Hapou exprimait rarement ses sentiments, et elle n’était pas certaine de ce qu’il pensait de Huy. Bien entendu, ces problèmes ne le concernaient en rien et il n’y songeait peut-être même pas dans son cœur. Pourtant, elle aurait aimé se confier à lui. Mais qu’aurait-elle pu dire de Huy ? La cérémonie du mariage était simple : l’échange privé d’un serment entre deux personnes, voilà tout. Assurément, il y aurait un contrat, stipulant ce que chacun recevrait en cas de divorce.

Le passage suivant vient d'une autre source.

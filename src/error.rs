//! Error types for servomouth

use thiserror::Error;

/// Result type alias for servomouth operations
pub type Result<T> = std::result::Result<T, Error>;

/// Errors that can occur while animating a rig
#[derive(Debug, Error)]
pub enum Error {
    /// Configuration error (bad interval, inverted ranges, malformed clip)
    #[error("configuration error: {0}")]
    Config(String),

    /// A single actuator write failed
    #[error("actuator error: {0}")]
    Actuator(String),

    /// Audio output could not be started
    #[error("playback failed to start: {0}")]
    PlaybackStart(String),

    /// Audio device or stream error after playback started
    #[error("audio error: {0}")]
    Audio(String),

    /// Playback and animation were stopped on request
    #[error("interrupted")]
    Interrupted,

    /// IO error
    #[error("io error: {0}")]
    Io(#[from] std::io::Error),

    /// WAV parsing error
    #[error("wav error: {0}")]
    Wav(#[from] hound::Error),

    /// TOML parsing error
    #[error("toml error: {0}")]
    Toml(#[from] toml::de::Error),
}
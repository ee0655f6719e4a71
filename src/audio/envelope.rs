//! Windowed RMS loudness envelope
//!
//! The clip is downmixed, peak-normalized, and cut into fixed-length windows.
//! Loudness is computed lazily as the iterator advances.

use std::time::Duration;

use super::AudioClip;
use crate::{Error, Result};

/// One window of the loudness envelope
#[derive(Debug, Clone, Copy, PartialEq)]
pub struct EnvelopeWindow {
    /// Position in the window sequence
    pub index: usize,
    /// First frame covered by the window
    pub sample_offset: usize,
    /// Number of frames in the window
    pub len: usize,
    /// RMS of the normalized samples, in `[0, 1]`
    pub loudness: f32,
}

impl EnvelopeWindow {
    /// Frame offset just past this window
    #[must_use]
    pub const fn end_offset(&self) -> usize {
        self.sample_offset + self.len
    }

    /// Map loudness onto `[0, max_angle]`
    #[must_use]
    pub fn angle(&self, max_angle: f32) -> f32 {
        self.loudness * max_angle
    }
}

/// Number of frames per window for an update interval
///
/// # Errors
///
/// Returns error if the interval is not a positive finite number or rounds to
/// an empty window at this sample rate
pub fn window_len(update_interval: Duration, sample_rate: u32) -> Result<usize> {
    let secs = update_interval.as_secs_f64();
    if !secs.is_normal() {
        return Err(Error::Config(format!(
            "update interval must be positive, got {update_interval:?}"
        )));
    }

    let frames = (secs * f64::from(sample_rate)).round();
    if frames < 1.0 {
        return Err(Error::Config(format!(
            "update interval {update_interval:?} is shorter than one sample at {sample_rate} Hz"
        )));
    }

    #[allow(clippy::cast_possible_truncation, clippy::cast_sign_loss)]
    Ok(frames as usize)
}

/// Lazy, single-pass sequence of envelope windows
#[derive(Debug)]
pub struct Envelope {
    samples: Vec<f32>,
    sample_rate: u32,
    window_len: usize,
    offset: usize,
    index: usize,
}

impl Envelope {
    /// Prepare the envelope of a clip
    ///
    /// # Errors
    ///
    /// Returns error if the window length resolves to zero
    pub fn new(clip: &AudioClip, update_interval: Duration) -> Result<Self> {
        // A window longer than the clip covers the whole clip
        let window_len =
            window_len(update_interval, clip.sample_rate())?.min(clip.frames().max(1));

        tracing::trace!(
            frames = clip.frames(),
            window_len,
            sample_rate = clip.sample_rate(),
            "envelope prepared"
        );

        Ok(Self {
            samples: clip.normalized_mono(),
            sample_rate: clip.sample_rate(),
            window_len,
            offset: 0,
            index: 0,
        })
    }

    /// Frames per full window
    #[must_use]
    pub const fn window_len(&self) -> usize {
        self.window_len
    }

    /// Sample rate the offsets are expressed in
    #[must_use]
    pub const fn sample_rate(&self) -> u32 {
        self.sample_rate
    }

    /// Total frames covered by the envelope
    #[must_use]
    pub fn total_frames(&self) -> usize {
        self.samples.len()
    }
}

impl Iterator for Envelope {
    type Item = EnvelopeWindow;

    fn next(&mut self) -> Option<Self::Item> {
        let end = self.offset.saturating_add(self.window_len).min(self.samples.len());
        if end <= self.offset {
            return None;
        }

        let window = EnvelopeWindow {
            index: self.index,
            sample_offset: self.offset,
            len: end - self.offset,
            loudness: rms(&self.samples[self.offset..end]),
        };

        self.offset = end;
        self.index += 1;
        Some(window)
    }

    fn size_hint(&self) -> (usize, Option<usize>) {
        let remaining = (self.samples.len() - self.offset).div_ceil(self.window_len);
        (remaining, Some(remaining))
    }
}

impl ExactSizeIterator for Envelope {}

/// Root-mean-square of a block of samples, clamped to `[0, 1]`
#[allow(clippy::cast_precision_loss)]
fn rms(samples: &[f32]) -> f32 {
    if samples.is_empty() {
        return 0.0;
    }
    let sum_squares: f32 = samples.iter().map(|s| s * s).sum();
    (sum_squares / samples.len() as f32).sqrt().clamp(0.0, 1.0)
}
use std::path::PathBuf;
use std::process::ExitCode;
use std::sync::Arc;
use std::time::Duration;

use clap::{Parser, Subcommand};
use tracing_subscriber::EnvFilter;

use servomouth::audio::{self, AudioClip, AudioOutput, CpalOutput, SilentOutput};
use servomouth::{Config, Error, Speaker};

/// servomouth - move a servo mouth in time with audio
#[derive(Parser)]
#[command(name = "servomouth", version, about)]
struct Cli {
    /// Config file (defaults to ~/.config/servomouth/config.toml)
    #[arg(short, long, env = "SERVOMOUTH_CONFIG")]
    config: Option<PathBuf>,

    /// Increase verbosity (-v, -vv, -vvv)
    #[arg(short, long, action = clap::ArgAction::Count)]
    verbose: u8,

    /// Don't open an audio device; animate on the clip's timing only
    #[arg(long)]
    no_audio: bool,

    #[command(subcommand)]
    command: Command,
}

#[derive(Subcommand)]
#[allow(clippy::enum_variant_names)]
enum Command {
    /// Play a WAV file and animate the rig
    Speak {
        /// Path to a PCM WAV file
        path: PathBuf,
        /// Mouth angle at full loudness
        #[arg(long)]
        max_angle: Option<f32>,
        /// Envelope window length in seconds
        #[arg(long)]
        interval: Option<f64>,
    },
    /// Speak a generated sine tone
    TestTone {
        /// Tone frequency in Hz
        #[arg(short, long, default_value = "220")]
        frequency: f32,
        /// Tone length in seconds
        #[arg(short, long, default_value = "2")]
        seconds: f32,
    },
    /// Sweep the mouth servo across its range
    TestServos {
        /// Degrees per step
        #[arg(short, long, default_value = "10")]
        step: f32,
        /// Seconds to hold each step
        #[arg(short, long, default_value = "0.5")]
        pause: f64,
    },
}

#[tokio::main]
async fn main() -> ExitCode {
    let cli = Cli::parse();

    // Set up logging based on verbosity
    let filter = match cli.verbose {
        0 => "info,servomouth=info",
        1 => "info,servomouth=debug",
        2 => "debug",
        _ => "trace",
    };

    tracing_subscriber::fmt()
        .with_env_filter(EnvFilter::new(filter))
        .init();

    match run(cli).await {
        Ok(()) => ExitCode::SUCCESS,
        Err(e) => {
            tracing::error!("fatal: {e}");
            ExitCode::FAILURE
        }
    }
}

async fn run(cli: Cli) -> anyhow::Result<()> {
    let config = Config::load(cli.config.as_deref())?;
    tracing::debug!(?config, "loaded configuration");

    match cli.command {
        Command::Speak {
            path,
            max_angle,
            interval,
        } => {
            let clip = audio::read_wav(&path)?;
            let interval = interval
                .map(Duration::try_from_secs_f64)
                .transpose()?
                .unwrap_or(config.animation.update_interval);
            let max_angle = max_angle.unwrap_or(config.animation.max_angle);
            speak(&config, cli.no_audio, clip, interval, max_angle).await
        }
        Command::TestTone { frequency, seconds } => {
            let clip = sine_clip(frequency, seconds)?;
            println!("Speaking a {frequency} Hz tone for {seconds} s...");
            speak(
                &config,
                cli.no_audio,
                clip,
                config.animation.update_interval,
                config.animation.max_angle,
            )
            .await
        }
        Command::TestServos { step, pause } => {
            test_servos(&config, step, Duration::try_from_secs_f64(pause)?).await
        }
    }
}

/// Pick the audio output for this run
fn output(config: &Config, no_audio: bool) -> anyhow::Result<Arc<dyn AudioOutput>> {
    if no_audio || !config.audio.enabled {
        tracing::info!("audio disabled, animating silently");
        return Ok(Arc::new(SilentOutput));
    }
    Ok(Arc::new(CpalOutput::new()?))
}

async fn speak(
    config: &Config,
    no_audio: bool,
    clip: AudioClip,
    interval: Duration,
    max_angle: f32,
) -> anyhow::Result<()> {
    let mut speaker = Speaker::from_config(config, output(config, no_audio)?);

    let interrupt = speaker.interrupt();
    tokio::spawn(async move {
        if tokio::signal::ctrl_c().await.is_ok() {
            interrupt.trigger();
        }
    });

    tracing::info!(
        duration_ms = clip.duration().as_millis(),
        max_angle,
        driver = ?config.servos.driver,
        "speaking"
    );

    match speaker.speak_with(Arc::new(clip), interval, max_angle).await {
        Ok(()) => {
            tracing::info!("done");
            Ok(())
        }
        Err(Error::Interrupted) => {
            tracing::info!("stopped");
            Ok(())
        }
        Err(e) => Err(e.into()),
    }
}

/// Generate a sine tone at 16 kHz
#[allow(
    clippy::cast_possible_truncation,
    clippy::cast_sign_loss,
    clippy::cast_precision_loss
)]
fn sine_clip(frequency: f32, seconds: f32) -> servomouth::Result<AudioClip> {
    const SAMPLE_RATE: u32 = 16_000;
    let num_samples = (SAMPLE_RATE as f32 * seconds.max(0.0)) as usize;
    let samples = (0..num_samples)
        .map(|i| {
            let t = i as f32 / SAMPLE_RATE as f32;
            (2.0 * std::f32::consts::PI * frequency * t).sin() * 0.3
        })
        .collect();
    AudioClip::from_mono(samples, SAMPLE_RATE)
}

/// Step the mouth from rest to full travel and back
async fn test_servos(config: &Config, step: f32, hold: Duration) -> anyhow::Result<()> {
    if !(step.is_finite() && step > 0.0) {
        anyhow::bail!("step must be positive");
    }

    let mut rig = config.servos.build_rig();
    let limits = rig.mouth.limits();
    println!(
        "Sweeping mouth {:.0}°..{:.0}° in {step}° steps (Ctrl-C to stop)",
        limits.min, limits.max
    );

    let mut angles = Vec::new();
    let mut angle = limits.min;
    while angle <= limits.max {
        angles.push(angle);
        angle += step;
    }
    let back: Vec<f32> = angles.iter().rev().skip(1).copied().collect();
    angles.extend(back);

    for angle in angles {
        rig.mouth.set_angle(angle);
        println!("mouth -> {angle:.1}°");

        tokio::select! {
            () = tokio::time::sleep(hold) => {}
            _ = tokio::signal::ctrl_c() => {
                println!("stopped");
                break;
            }
        }
    }

    rig.rest();
    Ok(())
}
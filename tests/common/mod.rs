//! Shared test utilities

#![allow(dead_code)]

use std::sync::atomic::{AtomicUsize, Ordering};
use std::sync::{Arc, Mutex};
use std::time::Duration;

use servomouth::audio::{AudioClip, AudioOutput, PlaybackStarted, SilentOutput};
use servomouth::config::{AnimationConfig, GestureConfig};
use servomouth::motion::{Actuator, AngleRange, Rig, Servo};
use servomouth::{Error, Result, Speaker, StopSignal};

/// Generate a mono sine clip
pub fn sine_clip(frequency: f32, duration_secs: f32, amplitude: f32, sample_rate: u32) -> AudioClip {
    let num_samples = (sample_rate as f32 * duration_secs) as usize;
    let samples = (0..num_samples)
        .map(|i| {
            let t = i as f32 / sample_rate as f32;
            amplitude * (2.0 * std::f32::consts::PI * frequency * t).sin()
        })
        .collect();
    AudioClip::from_mono(samples, sample_rate).unwrap()
}

/// Generate a mono clip holding one constant value
pub fn dc_clip(value: f32, num_samples: usize, sample_rate: u32) -> AudioClip {
    AudioClip::from_mono(vec![value; num_samples], sample_rate).unwrap()
}

/// Actuator that remembers every accepted angle
#[derive(Clone, Default)]
pub struct RecordingActuator {
    writes: Arc<Mutex<Vec<f32>>>,
    /// Fail every n-th write (1-based); 0 never fails
    fail_every: usize,
    /// Time each write blocks for
    delay: Duration,
    attempts: Arc<AtomicUsize>,
}

impl RecordingActuator {
    pub fn new() -> Self {
        Self::default()
    }

    pub fn failing_every(n: usize) -> Self {
        Self {
            fail_every: n,
            ..Self::default()
        }
    }

    pub fn slow(delay: Duration) -> Self {
        Self {
            delay,
            ..Self::default()
        }
    }

    pub fn writes(&self) -> Vec<f32> {
        self.writes.lock().unwrap().clone()
    }

    pub fn attempts(&self) -> usize {
        self.attempts.load(Ordering::SeqCst)
    }
}

impl Actuator for RecordingActuator {
    fn set_angle(&mut self, degrees: f32) -> Result<()> {
        if !self.delay.is_zero() {
            std::thread::sleep(self.delay);
        }
        let attempt = self.attempts.fetch_add(1, Ordering::SeqCst) + 1;
        if self.fail_every > 0 && attempt % self.fail_every == 0 {
            return Err(Error::Actuator(format!("write {attempt} dropped")));
        }
        self.writes.lock().unwrap().push(degrees);
        Ok(())
    }
}

/// A mouth and two arms, each recording its writes
pub struct RecordedRig {
    pub mouth: RecordingActuator,
    pub arms: [RecordingActuator; 2],
}

impl RecordedRig {
    pub fn new() -> Self {
        Self::with_mouth(RecordingActuator::new())
    }

    pub fn with_mouth(mouth: RecordingActuator) -> Self {
        Self {
            mouth,
            arms: [RecordingActuator::new(), RecordingActuator::new()],
        }
    }

    pub fn rig(&self) -> Rig {
        let servo = |name: &str, actuator: &RecordingActuator| {
            Servo::new(name, AngleRange::default(), Box::new(actuator.clone()))
        };
        Rig::new(
            servo("mouth", &self.mouth),
            vec![servo("arm-1", &self.arms[0]), servo("arm-2", &self.arms[1])],
        )
    }
}

/// Silent output that counts how often it was asked to play
#[derive(Clone, Default)]
pub struct CountingOutput {
    plays: Arc<AtomicUsize>,
}

impl CountingOutput {
    pub fn plays(&self) -> usize {
        self.plays.load(Ordering::SeqCst)
    }
}

impl AudioOutput for CountingOutput {
    fn play(&self, clip: &AudioClip, started: PlaybackStarted, stop: &StopSignal) -> Result<()> {
        self.plays.fetch_add(1, Ordering::SeqCst);
        SilentOutput.play(clip, started, stop)
    }
}

/// Output whose device can never be opened
pub struct BrokenOutput;

impl AudioOutput for BrokenOutput {
    fn play(&self, _clip: &AudioClip, _started: PlaybackStarted, _stop: &StopSignal) -> Result<()> {
        Err(Error::PlaybackStart("no output device".to_string()))
    }
}

/// Animation settings without pre-roll
pub fn animation(update_interval: Duration, max_angle: f32) -> AnimationConfig {
    AnimationConfig {
        update_interval,
        max_angle,
        pre_roll: Duration::ZERO,
        ..AnimationConfig::default()
    }
}

/// Speaker over a recorded rig with seeded gestures
pub fn speaker(
    recorded: &RecordedRig,
    output: Arc<dyn AudioOutput>,
    animation: AnimationConfig,
) -> Speaker {
    let gesture = GestureConfig {
        seed: Some(1),
        ..GestureConfig::default()
    };
    Speaker::new(recorded.rig(), output, animation, gesture)
}
use axum::extract::{Path, State};
use axum::http::StatusCode;
use axum::Json;
use serde::Serialize;
use uuid::Uuid;

use crate::api::flashcards::internal;
use crate::ingest;
use crate::models::IngestReport;
use crate::session::{Action, Session, SessionView, View};
use crate::state::AppState;

/// POST /api/sessions - Start a new UI session
pub async fn create_session(State(state): State<AppState>) -> (StatusCode, Json<SessionView>) {
    let view = state.sessions.lock().create();
    (StatusCode::CREATED, Json(view))
}

/// GET /api/sessions/{id} - Render a session
pub async fn get_session(
    State(state): State<AppState>,
    Path(id): Path<Uuid>,
) -> Result<Json<SessionView>, (StatusCode, String)> {
    let sessions = state.sessions.lock();
    sessions
        .get(&id)
        .map(|s| Json(s.render()))
        .ok_or_else(not_found)
}

/// POST /api/sessions/{id}/actions - Apply a user action and render
pub async fn apply_action(
    State(state): State<AppState>,
    Path(id): Path<Uuid>,
    Json(action): Json<Action>,
) -> Result<Json<SessionView>, (StatusCode, String)> {
    // Entering Study always draws a fresh, shuffled deck from the store
    let deck = match action {
        Action::Navigate { view: View::Study } => {
            let records = ingest::list_all(state.store.as_ref()).map_err(internal)?;
            Some(Session::shuffled_deck(&records))
        }
        _ => None,
    };

    let mut sessions = state.sessions.lock();
    let session = sessions.get_mut(&id).ok_or_else(not_found)?;
    match deck {
        Some(deck) => session.start_study(deck),
        None => session.apply(action),
    }
    Ok(Json(session.render()))
}

#[derive(Debug, Serialize)]
pub struct SaveResponse {
    pub report: IngestReport,
    pub session: SessionView,
}

/// POST /api/sessions/{id}/save - Save the session's pending batch and clear it
///
/// A batch set while the save was in flight stays pending.
pub async fn save_pending(
    State(state): State<AppState>,
    Path(id): Path<Uuid>,
) -> Result<Json<SaveResponse>, (StatusCode, String)> {
    let pending = {
        let sessions = state.sessions.lock();
        let session = sessions.get(&id).ok_or_else(not_found)?;
        session.render().pending
    };
    let Some(batch) = pending else {
        return Err((StatusCode::BAD_REQUEST, "Nothing to save".to_string()));
    };

    let report = ingest::ingest(state.store.as_ref(), &state.embedder(), &batch)
        .await
        .map_err(internal)?;

    let mut sessions = state.sessions.lock();
    let session = sessions.get_mut(&id).ok_or_else(not_found)?;
    if !session.clear_pending_if(&batch) {
        tracing::info!("Session {id}: pending batch changed during save, keeping it");
    }
    Ok(Json(SaveResponse {
        report,
        session: session.render(),
    }))
}

fn not_found() -> (StatusCode, String) {
    (StatusCode::NOT_FOUND, "Session not found".to_string())
}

Pour quelle raison Huy hésitait-il ? De même qu’on pouvait remédier à ce départ pour Méroé si cela tournait mal. Était-ce à cause de son ancienne épouse, Aahmès ? D’elle, il parlait rarement. L’aimait-il toujours ? Elle savait quant à elle qu’une grande part de ses sentiments envers le scribe était liée à son besoin de sécurité. Et quel autre habitant de la Terre Noire se fût accommodé d’une femme stérile ?
En se détournant du caveau où Miou reposerait à tout jamais, Senséneb sut qu’elle ne pouvait plus reculer. Le soir même, elle accepta de partir.
Mais plus tard, couchée dans le noir, elle chercha vainement le sommeil. La peur de l’inconnu était-elle la seule cause de son insomnie ? Son cœur ne lui offrait pas le soulagement que l’on éprouve habituellement après avoir enfin pris une décision difficile. Elle ressentait au contraire une appréhension aiguë, contre laquelle il lui était impossible de se défendre.